Deep Learning or Classical Machine Learning? An Empirical Study on Log-Based Anomaly Detection

Abstract

While deep learning (DL) has emerged as a powerful technique, its benefits must be carefully considered in relation to computational costs. Specifically, although DL methods have achieved strong performance in log anomaly detection, they often require extended time for log preprocessing, model training, and model inference, hindering their adoption in online distributed cloud systems that require rapid deployment of log anomaly detection service. This paper investigates the superiority of DL methods compared to simpler techniques in log anomaly detection. We evaluate basic algorithms (e.g., KNN, SLFN) and DL approaches (e.g., CNN) on five public log anomaly detection datasets (e.g., HDFS).
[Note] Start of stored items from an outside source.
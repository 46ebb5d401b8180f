//! Validate config command implementation
//!
//! This module implements the `validate-config` command for validating
//! the kitsync configuration file.

use super::{exit_code, EXIT_CONFIG, EXIT_SUCCESS};
use crate::adapters::database::create_storage;
use crate::adapters::postgresql::client::redact_connection_string;
use crate::config::load_config;
use crate::config::schema::{DatabaseTarget, KitAuthType};
use clap::Args;
use secrecy::ExposeSecret;

/// Arguments for the validate-config command
#[derive(Args, Debug)]
pub struct ValidateArgs {}

impl ValidateArgs {
    /// Execute the validate-config command
    pub async fn execute(&self, config_path: &str) -> anyhow::Result<i32> {
        tracing::info!(config_path = %config_path, "Validating configuration");

        println!("🔍 Validating configuration file: {config_path}");
        println!();

        // load_config validates before returning
        let config = match load_config(config_path) {
            Ok(c) => c,
            Err(e) => {
                println!("❌ Configuration is invalid");
                println!("   Error: {e}");
                return Ok(EXIT_CONFIG);
            }
        };

        println!("✅ Configuration is valid");
        println!();
        println!("Configuration Summary:");
        println!("  Log Level: {}", config.application.log_level);
        println!("  Dry Run: {}", config.application.dry_run);
        println!("  Kit API: {}", config.kit.base_url);
        println!(
            "  Kit Auth: {}",
            match config.kit.auth_type {
                KitAuthType::OAuth => "oauth",
                KitAuthType::ApiKey => "api_key",
            }
        );
        println!("  Store: {}", config.store.base_url);

        match config.database_target {
            DatabaseTarget::PostgreSQL => {
                if let Some(ref pg_config) = config.postgresql {
                    println!("  Database Target: PostgreSQL");
                    let connection: &str = pg_config.connection_string.expose_secret().as_ref();
                    println!(
                        "  PostgreSQL Connection: {}",
                        redact_connection_string(connection)
                    );
                    println!("  Max Connections: {}", pg_config.max_connections);
                }
            }
            DatabaseTarget::Memory => {
                println!("  Database Target: Memory (queue and tokens are not kept between runs)");
            }
        }

        println!("  Integration Enabled: {}", config.integration.enabled);
        if config.integration.enabled {
            println!("  Subscribe On: {}", config.integration.event);
            if !config.integration.subscription.is_empty() {
                println!("  Default Subscription: {}", config.integration.subscription);
            }
            println!("  Send Purchases: {}", config.integration.send_purchases);
        }
        println!("  Batch Size: {}", config.sync.batch_size);
        println!("  On Error: {:?}", config.sync.on_error);
        println!();

        println!("🔌 Checking state storage connection...");
        let connected = match create_storage(&config).await {
            Ok((storage, _queue)) => storage.test_connection().await,
            Err(e) => Err(e),
        };
        if let Err(e) = connected {
            tracing::error!(error = %e, "State storage connection failed");
            println!("❌ State storage is unreachable");
            println!("   Error: {e}");
            return Ok(exit_code(&e));
        }
        println!("✅ State storage connection OK");
        println!();
        Ok(EXIT_SUCCESS)
    }
}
Our findings demonstrate that simple algorithms outperform DL methods in both time efficiency and accuracy. For instance, on the Thunderbird dataset, the K-nearest neighbor algorithm trains 1,000 times faster than NeuralLog while achieving a higher F1-Score by 0.0625. We also identify three factors contributing to this phenomenon, which are: (1) redundant log preprocessing strategies, (2) dataset simplicity, and (3) the nature of binary classification in log anomaly detection. To assess the necessity of DL, we propose LightAD, an architecture that optimizes training time, inference time, and performance score. With automated hyper-parameter tuning, LightAD allows fair comparisons among log anomaly detection models, enabling engineers to evaluate the suitability of complex DL methods. Our findings serve as a cautionary tale for the log anomaly detection community, highlighting the need to critically analyze datasets and research tasks before adopting DL approaches. Researchers proposing computationally expensive models should benchmark their work against lightweight algorithms to ensure a comprehensive evaluation.